Stored data entries
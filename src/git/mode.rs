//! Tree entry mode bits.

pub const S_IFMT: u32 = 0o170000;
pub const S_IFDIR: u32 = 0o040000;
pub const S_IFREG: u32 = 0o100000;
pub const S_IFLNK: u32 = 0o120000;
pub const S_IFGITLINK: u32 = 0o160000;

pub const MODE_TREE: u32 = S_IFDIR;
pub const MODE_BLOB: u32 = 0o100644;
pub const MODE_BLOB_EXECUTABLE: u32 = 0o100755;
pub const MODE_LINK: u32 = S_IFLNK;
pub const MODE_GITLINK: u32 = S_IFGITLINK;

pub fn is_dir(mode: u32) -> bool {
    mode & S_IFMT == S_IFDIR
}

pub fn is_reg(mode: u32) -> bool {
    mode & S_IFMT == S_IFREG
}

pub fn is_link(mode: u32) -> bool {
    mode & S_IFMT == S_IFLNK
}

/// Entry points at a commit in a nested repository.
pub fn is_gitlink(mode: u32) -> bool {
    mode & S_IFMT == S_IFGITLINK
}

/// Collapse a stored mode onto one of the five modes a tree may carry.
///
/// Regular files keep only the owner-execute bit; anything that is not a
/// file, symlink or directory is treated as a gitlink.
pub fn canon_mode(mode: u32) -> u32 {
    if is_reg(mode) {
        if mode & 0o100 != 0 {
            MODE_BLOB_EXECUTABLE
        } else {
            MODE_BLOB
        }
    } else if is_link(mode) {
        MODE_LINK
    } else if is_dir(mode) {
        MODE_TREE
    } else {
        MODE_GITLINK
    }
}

What you need to do => Show each line of the records above containing "bool".

Written reply =>
pub fn is_dir(mode: u32) -> bool {
pub fn is_reg(mode: u32) -> bool {
pub fn is_link(mode: u32) -> bool {
pub fn is_gitlink(mode: u32) -> bool {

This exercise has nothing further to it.